# To do
Scan the material for the word "extract", and copy each line where it shows up.

--- --- ---

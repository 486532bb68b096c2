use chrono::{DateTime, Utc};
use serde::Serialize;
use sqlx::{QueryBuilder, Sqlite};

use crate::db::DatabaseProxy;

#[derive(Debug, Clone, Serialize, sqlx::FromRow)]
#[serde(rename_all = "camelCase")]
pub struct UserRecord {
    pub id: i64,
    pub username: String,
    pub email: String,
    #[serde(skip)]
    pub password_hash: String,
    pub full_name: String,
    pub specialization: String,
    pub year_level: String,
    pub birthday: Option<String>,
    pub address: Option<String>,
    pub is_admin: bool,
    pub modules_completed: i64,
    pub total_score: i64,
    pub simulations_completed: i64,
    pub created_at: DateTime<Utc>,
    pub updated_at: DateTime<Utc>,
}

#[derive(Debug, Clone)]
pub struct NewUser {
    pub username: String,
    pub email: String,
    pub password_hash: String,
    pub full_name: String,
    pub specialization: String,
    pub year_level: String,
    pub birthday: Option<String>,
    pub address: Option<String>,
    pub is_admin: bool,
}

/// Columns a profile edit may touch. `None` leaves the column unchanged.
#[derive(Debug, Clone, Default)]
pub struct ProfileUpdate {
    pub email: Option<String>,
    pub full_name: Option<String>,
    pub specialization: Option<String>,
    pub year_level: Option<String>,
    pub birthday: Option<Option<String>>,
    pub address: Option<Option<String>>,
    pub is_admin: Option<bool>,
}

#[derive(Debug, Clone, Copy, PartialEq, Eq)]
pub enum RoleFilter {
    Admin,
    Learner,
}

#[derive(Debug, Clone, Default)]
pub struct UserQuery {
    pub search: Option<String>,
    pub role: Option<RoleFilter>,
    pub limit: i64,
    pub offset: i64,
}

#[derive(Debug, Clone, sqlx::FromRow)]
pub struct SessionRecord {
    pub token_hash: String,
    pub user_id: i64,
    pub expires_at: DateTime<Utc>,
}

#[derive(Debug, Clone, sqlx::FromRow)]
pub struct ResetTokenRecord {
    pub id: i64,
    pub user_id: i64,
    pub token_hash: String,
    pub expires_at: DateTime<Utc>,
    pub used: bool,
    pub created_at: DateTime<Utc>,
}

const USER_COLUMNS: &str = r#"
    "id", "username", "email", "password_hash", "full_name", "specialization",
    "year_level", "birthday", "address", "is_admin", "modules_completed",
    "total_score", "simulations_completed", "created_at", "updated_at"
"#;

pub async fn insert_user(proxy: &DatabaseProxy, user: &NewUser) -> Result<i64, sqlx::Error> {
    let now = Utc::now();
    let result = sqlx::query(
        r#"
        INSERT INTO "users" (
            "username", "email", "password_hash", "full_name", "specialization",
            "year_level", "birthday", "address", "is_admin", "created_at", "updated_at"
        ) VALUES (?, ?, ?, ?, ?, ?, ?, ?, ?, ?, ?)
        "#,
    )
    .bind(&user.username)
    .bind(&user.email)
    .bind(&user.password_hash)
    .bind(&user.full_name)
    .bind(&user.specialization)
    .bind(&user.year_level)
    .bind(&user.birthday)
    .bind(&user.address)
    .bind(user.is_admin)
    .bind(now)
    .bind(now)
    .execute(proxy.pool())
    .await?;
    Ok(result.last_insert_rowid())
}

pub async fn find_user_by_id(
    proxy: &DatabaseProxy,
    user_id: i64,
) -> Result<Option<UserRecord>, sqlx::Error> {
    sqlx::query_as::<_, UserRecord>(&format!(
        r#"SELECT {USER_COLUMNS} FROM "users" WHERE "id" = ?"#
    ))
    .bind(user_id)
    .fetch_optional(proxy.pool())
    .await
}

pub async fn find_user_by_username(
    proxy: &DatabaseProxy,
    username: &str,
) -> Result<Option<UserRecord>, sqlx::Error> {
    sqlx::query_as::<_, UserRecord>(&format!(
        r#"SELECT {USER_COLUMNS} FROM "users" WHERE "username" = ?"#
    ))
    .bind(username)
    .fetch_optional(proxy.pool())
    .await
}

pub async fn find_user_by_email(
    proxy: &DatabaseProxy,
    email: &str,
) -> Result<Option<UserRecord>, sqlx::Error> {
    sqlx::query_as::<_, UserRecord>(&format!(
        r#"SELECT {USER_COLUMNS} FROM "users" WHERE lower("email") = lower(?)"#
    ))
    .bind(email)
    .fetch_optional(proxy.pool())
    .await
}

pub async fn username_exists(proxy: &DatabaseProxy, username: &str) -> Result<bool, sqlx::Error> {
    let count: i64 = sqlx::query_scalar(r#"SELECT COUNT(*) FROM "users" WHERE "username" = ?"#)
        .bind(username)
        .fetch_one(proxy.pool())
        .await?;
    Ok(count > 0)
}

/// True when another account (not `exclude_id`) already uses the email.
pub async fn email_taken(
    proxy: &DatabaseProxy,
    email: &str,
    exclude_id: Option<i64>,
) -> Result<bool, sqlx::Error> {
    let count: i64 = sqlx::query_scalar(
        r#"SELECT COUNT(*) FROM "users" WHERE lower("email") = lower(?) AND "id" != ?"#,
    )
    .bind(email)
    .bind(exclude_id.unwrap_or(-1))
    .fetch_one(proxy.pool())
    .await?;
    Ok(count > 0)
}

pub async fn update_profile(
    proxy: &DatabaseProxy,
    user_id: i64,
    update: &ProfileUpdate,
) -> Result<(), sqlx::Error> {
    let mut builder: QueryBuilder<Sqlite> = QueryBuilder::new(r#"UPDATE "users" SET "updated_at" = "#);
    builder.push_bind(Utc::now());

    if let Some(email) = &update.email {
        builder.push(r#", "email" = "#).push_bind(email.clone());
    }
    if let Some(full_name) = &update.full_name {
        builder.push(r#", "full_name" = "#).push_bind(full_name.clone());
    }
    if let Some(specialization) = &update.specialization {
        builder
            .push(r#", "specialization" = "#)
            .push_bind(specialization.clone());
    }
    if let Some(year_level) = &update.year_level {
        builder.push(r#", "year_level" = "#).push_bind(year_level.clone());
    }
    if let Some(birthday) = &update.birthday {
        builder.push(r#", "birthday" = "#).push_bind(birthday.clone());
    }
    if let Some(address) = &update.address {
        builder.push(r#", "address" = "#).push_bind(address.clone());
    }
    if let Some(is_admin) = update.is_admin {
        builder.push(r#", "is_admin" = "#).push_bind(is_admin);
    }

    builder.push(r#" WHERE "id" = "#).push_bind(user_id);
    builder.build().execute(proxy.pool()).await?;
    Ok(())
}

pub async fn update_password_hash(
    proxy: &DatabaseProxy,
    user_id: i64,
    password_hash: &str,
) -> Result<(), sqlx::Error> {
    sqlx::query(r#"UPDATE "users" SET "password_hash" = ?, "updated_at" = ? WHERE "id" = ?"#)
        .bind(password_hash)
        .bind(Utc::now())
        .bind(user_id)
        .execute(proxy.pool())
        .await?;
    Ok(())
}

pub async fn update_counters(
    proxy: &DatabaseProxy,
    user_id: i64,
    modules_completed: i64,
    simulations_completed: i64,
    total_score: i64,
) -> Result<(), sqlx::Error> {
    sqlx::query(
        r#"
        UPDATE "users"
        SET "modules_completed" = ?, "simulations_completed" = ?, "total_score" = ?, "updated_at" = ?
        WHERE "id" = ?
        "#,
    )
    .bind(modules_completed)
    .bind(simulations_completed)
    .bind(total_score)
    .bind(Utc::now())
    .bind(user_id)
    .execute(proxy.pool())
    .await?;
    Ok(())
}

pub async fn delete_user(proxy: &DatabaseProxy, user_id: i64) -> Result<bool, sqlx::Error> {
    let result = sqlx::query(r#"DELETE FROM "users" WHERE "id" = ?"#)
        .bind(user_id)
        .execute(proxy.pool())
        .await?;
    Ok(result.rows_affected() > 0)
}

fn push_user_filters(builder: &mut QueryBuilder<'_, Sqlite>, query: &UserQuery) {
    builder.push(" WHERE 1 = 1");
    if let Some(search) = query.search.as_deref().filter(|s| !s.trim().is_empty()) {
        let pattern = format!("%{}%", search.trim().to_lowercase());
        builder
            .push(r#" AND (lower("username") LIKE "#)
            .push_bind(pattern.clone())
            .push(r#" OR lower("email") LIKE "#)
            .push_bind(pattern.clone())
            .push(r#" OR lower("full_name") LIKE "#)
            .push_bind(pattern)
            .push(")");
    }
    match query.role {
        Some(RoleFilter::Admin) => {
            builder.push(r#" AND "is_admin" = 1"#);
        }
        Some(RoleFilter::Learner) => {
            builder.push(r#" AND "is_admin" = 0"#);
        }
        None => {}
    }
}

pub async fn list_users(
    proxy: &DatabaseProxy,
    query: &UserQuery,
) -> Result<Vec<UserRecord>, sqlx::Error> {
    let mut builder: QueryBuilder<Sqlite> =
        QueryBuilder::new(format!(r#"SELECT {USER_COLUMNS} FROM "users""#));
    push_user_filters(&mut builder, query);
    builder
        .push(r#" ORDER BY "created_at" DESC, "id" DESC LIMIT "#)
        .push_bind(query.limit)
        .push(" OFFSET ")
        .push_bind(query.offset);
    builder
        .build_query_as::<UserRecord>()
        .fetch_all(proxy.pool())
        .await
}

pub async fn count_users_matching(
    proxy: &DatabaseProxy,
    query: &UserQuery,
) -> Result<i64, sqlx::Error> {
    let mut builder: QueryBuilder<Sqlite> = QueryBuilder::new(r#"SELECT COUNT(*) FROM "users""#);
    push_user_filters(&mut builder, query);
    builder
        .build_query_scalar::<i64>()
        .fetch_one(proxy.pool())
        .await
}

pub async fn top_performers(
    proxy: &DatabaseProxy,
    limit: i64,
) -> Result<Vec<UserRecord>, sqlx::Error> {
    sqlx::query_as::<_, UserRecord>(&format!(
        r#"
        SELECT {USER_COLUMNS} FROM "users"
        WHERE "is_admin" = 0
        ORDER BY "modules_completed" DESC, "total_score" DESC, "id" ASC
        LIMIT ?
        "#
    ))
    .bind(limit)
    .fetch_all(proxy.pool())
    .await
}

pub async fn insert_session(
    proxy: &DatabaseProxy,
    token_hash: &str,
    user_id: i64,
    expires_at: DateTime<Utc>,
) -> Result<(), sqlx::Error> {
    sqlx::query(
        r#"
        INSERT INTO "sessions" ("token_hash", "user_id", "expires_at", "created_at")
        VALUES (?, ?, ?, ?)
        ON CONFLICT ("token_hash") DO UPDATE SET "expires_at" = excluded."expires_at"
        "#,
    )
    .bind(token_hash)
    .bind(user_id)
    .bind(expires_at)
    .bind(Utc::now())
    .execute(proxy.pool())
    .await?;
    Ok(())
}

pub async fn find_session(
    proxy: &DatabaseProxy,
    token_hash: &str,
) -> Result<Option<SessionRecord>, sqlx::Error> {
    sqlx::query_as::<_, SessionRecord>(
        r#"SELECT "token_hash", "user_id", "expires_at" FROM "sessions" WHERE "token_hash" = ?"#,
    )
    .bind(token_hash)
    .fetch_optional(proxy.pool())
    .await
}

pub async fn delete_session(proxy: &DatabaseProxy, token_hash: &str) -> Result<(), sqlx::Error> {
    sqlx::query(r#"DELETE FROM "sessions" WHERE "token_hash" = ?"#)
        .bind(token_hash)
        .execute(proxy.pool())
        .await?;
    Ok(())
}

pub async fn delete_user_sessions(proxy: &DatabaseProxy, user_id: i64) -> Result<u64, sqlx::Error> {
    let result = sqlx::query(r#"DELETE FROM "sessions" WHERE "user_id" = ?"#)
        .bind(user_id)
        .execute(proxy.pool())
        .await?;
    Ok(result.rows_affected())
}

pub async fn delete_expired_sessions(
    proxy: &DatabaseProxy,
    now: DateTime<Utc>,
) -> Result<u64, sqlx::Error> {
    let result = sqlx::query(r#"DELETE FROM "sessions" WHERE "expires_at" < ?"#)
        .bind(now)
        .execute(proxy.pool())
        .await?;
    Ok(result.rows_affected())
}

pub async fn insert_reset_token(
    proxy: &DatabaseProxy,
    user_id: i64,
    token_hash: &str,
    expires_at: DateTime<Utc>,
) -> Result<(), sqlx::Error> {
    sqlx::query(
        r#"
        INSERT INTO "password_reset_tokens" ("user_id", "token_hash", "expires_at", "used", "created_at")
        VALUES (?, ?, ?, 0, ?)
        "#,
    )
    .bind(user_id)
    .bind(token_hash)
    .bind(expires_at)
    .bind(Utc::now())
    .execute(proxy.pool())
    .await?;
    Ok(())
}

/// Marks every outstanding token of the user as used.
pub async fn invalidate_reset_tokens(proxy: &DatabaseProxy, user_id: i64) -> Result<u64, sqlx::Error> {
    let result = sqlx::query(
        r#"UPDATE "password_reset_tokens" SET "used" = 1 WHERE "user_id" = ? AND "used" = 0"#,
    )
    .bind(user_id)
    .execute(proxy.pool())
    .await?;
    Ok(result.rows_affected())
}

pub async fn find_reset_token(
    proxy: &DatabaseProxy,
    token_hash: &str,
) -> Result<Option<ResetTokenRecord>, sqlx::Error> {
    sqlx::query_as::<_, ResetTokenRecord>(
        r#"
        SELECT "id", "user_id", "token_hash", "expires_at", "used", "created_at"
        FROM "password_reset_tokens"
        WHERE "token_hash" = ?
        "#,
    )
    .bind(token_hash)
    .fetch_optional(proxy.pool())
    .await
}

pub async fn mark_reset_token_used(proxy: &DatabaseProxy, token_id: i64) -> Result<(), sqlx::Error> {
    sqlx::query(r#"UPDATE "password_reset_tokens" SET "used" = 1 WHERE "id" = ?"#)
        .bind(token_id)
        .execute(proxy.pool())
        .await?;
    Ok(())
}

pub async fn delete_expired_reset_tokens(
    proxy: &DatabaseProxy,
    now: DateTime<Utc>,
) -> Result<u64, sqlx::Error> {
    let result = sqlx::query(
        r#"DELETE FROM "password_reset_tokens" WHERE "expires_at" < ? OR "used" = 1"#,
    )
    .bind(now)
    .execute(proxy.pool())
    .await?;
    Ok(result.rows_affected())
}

--- --- ---

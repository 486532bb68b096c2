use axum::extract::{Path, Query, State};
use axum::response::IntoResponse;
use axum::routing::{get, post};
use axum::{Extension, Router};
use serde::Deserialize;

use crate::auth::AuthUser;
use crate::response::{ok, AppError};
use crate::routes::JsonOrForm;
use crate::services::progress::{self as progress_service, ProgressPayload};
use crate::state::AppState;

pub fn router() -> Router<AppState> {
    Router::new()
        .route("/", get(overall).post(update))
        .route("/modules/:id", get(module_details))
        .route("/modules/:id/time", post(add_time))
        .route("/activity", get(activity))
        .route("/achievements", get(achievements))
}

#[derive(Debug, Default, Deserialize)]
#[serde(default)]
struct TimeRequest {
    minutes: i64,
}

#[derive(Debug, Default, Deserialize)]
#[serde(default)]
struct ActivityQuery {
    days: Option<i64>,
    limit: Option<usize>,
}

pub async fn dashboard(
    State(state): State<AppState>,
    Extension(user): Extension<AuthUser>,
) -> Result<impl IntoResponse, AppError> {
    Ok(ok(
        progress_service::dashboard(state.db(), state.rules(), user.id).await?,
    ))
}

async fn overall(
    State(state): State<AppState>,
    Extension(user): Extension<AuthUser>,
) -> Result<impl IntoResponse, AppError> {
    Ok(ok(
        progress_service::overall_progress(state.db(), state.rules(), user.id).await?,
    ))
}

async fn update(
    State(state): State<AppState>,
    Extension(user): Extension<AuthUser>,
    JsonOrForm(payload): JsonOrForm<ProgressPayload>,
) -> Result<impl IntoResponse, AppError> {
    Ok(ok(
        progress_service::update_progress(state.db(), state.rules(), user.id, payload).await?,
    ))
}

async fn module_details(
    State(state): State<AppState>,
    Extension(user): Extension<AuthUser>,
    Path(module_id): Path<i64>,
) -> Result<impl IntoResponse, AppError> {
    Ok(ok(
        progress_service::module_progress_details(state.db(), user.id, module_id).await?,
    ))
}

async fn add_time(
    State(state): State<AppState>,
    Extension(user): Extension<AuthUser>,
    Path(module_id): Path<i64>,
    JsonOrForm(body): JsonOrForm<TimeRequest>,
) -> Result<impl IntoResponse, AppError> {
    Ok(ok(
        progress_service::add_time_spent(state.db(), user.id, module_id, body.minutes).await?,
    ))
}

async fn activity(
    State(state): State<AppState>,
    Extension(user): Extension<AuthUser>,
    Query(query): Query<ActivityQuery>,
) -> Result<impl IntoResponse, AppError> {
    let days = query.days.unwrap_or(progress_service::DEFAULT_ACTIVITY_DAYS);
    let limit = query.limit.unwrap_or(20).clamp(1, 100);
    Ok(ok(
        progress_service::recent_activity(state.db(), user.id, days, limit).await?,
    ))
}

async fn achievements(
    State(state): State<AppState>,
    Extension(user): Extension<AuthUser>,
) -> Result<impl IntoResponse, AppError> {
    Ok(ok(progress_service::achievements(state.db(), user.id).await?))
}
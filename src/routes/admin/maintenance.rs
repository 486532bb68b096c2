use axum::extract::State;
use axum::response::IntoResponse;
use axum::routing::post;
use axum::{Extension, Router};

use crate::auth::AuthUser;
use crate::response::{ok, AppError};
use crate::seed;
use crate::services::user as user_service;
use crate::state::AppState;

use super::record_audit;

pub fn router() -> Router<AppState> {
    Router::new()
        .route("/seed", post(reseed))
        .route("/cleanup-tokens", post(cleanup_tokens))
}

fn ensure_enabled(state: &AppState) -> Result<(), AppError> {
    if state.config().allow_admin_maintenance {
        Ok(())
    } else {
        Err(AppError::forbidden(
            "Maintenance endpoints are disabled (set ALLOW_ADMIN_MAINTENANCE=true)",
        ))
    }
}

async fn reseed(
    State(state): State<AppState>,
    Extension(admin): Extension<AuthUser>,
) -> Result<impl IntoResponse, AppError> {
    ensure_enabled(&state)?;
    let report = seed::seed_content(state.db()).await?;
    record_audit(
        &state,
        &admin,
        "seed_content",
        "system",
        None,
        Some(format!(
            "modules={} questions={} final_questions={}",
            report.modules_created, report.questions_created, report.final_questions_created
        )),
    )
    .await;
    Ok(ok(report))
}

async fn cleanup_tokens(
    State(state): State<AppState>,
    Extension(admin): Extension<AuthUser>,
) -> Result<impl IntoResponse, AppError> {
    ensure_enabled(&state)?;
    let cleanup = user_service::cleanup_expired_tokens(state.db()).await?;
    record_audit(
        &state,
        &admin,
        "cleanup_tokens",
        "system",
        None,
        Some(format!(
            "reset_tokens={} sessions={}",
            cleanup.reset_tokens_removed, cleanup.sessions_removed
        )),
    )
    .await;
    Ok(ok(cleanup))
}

--- --- ---

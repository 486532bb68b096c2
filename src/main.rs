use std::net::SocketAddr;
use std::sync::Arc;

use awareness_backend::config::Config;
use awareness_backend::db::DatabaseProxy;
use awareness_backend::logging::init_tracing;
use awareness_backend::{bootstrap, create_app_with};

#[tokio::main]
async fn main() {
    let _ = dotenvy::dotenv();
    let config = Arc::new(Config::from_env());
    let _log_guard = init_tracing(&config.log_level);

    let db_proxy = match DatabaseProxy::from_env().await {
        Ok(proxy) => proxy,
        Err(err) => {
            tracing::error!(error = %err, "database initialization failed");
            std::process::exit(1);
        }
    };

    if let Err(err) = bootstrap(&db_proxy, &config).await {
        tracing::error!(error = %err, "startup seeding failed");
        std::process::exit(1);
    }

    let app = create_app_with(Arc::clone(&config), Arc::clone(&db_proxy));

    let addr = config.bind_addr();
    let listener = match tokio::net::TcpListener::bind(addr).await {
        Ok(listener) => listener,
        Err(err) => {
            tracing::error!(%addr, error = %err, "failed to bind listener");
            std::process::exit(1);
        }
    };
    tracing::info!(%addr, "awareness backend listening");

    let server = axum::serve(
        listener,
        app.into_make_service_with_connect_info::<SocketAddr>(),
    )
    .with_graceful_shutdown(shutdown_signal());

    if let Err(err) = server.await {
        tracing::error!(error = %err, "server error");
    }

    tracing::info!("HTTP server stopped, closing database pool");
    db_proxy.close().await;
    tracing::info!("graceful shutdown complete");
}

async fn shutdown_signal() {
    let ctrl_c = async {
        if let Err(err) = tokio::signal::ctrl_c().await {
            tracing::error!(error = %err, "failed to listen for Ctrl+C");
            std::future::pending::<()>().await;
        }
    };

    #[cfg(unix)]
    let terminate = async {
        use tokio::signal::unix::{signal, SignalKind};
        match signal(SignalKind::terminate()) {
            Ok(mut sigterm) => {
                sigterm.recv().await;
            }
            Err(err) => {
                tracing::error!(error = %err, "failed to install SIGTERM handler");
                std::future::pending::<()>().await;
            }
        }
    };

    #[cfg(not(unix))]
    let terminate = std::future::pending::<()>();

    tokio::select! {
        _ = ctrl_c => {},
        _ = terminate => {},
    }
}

--- --- ---

# Reply
use axum::extract::{Path, Query, State};
use axum::extract::State;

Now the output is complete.